**EXERCISE DETAILS**
Give the data again exactly, from its opening line through the line in which "let value = u128::from(bytes);" appears.

**RECORDS SUPPLIED**

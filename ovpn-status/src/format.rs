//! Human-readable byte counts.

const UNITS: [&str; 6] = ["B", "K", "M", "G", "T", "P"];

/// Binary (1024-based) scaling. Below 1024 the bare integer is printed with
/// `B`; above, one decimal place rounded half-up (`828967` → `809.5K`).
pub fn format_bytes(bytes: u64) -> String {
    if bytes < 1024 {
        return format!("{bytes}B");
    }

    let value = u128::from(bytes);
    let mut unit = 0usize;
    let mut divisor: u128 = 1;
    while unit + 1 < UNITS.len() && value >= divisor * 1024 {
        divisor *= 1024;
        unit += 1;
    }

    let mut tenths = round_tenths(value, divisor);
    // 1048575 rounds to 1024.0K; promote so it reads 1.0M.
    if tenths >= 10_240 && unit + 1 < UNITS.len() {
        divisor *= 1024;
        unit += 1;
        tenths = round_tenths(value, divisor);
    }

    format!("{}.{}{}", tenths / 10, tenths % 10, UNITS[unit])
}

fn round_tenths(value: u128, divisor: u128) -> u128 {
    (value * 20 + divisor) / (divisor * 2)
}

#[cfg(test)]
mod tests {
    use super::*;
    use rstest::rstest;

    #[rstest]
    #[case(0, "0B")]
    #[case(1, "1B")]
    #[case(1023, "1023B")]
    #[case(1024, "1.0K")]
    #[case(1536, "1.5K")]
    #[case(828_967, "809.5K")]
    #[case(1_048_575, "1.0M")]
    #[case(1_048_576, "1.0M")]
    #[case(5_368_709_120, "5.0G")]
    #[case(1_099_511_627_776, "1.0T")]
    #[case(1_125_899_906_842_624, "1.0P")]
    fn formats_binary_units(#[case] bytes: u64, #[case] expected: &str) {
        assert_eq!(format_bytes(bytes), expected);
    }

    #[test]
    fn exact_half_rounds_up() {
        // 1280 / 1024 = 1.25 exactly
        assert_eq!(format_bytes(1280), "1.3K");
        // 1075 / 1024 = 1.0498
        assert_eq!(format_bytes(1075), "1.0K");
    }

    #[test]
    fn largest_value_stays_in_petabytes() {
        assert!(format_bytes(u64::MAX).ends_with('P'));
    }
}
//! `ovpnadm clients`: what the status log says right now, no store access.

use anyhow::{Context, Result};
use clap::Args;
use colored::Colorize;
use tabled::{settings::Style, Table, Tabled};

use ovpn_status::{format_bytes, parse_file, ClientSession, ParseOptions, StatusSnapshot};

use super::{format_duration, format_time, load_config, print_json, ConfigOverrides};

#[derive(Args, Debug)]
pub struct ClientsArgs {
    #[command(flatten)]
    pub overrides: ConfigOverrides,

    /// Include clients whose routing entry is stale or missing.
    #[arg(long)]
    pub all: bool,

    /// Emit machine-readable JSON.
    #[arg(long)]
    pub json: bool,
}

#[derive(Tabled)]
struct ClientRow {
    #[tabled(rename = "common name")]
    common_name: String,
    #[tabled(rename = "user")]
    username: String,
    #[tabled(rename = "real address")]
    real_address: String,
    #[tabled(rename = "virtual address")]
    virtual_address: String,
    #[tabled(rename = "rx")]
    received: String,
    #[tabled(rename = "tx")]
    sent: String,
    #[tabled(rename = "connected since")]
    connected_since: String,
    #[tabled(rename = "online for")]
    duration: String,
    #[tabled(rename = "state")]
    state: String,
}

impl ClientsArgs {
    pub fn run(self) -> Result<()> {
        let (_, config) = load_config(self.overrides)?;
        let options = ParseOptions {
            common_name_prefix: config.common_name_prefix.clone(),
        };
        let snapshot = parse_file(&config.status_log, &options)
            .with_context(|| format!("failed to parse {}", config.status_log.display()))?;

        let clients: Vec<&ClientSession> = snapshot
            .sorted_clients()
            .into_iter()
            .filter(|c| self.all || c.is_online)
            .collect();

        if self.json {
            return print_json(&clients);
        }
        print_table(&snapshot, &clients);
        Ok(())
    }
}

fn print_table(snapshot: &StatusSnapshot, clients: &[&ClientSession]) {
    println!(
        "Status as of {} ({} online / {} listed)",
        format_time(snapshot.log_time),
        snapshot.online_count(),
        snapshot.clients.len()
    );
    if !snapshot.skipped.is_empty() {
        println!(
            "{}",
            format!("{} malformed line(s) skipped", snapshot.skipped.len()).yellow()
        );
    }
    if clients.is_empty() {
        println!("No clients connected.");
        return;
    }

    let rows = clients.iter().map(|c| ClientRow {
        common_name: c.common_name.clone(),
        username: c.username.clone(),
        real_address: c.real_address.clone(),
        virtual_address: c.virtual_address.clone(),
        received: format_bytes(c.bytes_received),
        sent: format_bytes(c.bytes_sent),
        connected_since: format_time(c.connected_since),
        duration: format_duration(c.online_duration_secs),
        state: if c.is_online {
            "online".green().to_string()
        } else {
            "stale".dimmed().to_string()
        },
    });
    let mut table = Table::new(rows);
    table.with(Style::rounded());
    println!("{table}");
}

**SOLUTION**
filename ovpn-status/src/format.rs
//! Human-readable byte counts.

const UNITS: [&str; 6] = ["B", "K", "M", "G", "T", "P"];

/// Binary (1024-based) scaling. Below 1024 the bare integer is printed with
/// `B`; above, one decimal place rounded half-up (`828967` → `809.5K`).
pub fn format_bytes(bytes: u64) -> String {
    if bytes < 1024 {
        return format!("{bytes}B");
    }

    let value = u128::from(bytes);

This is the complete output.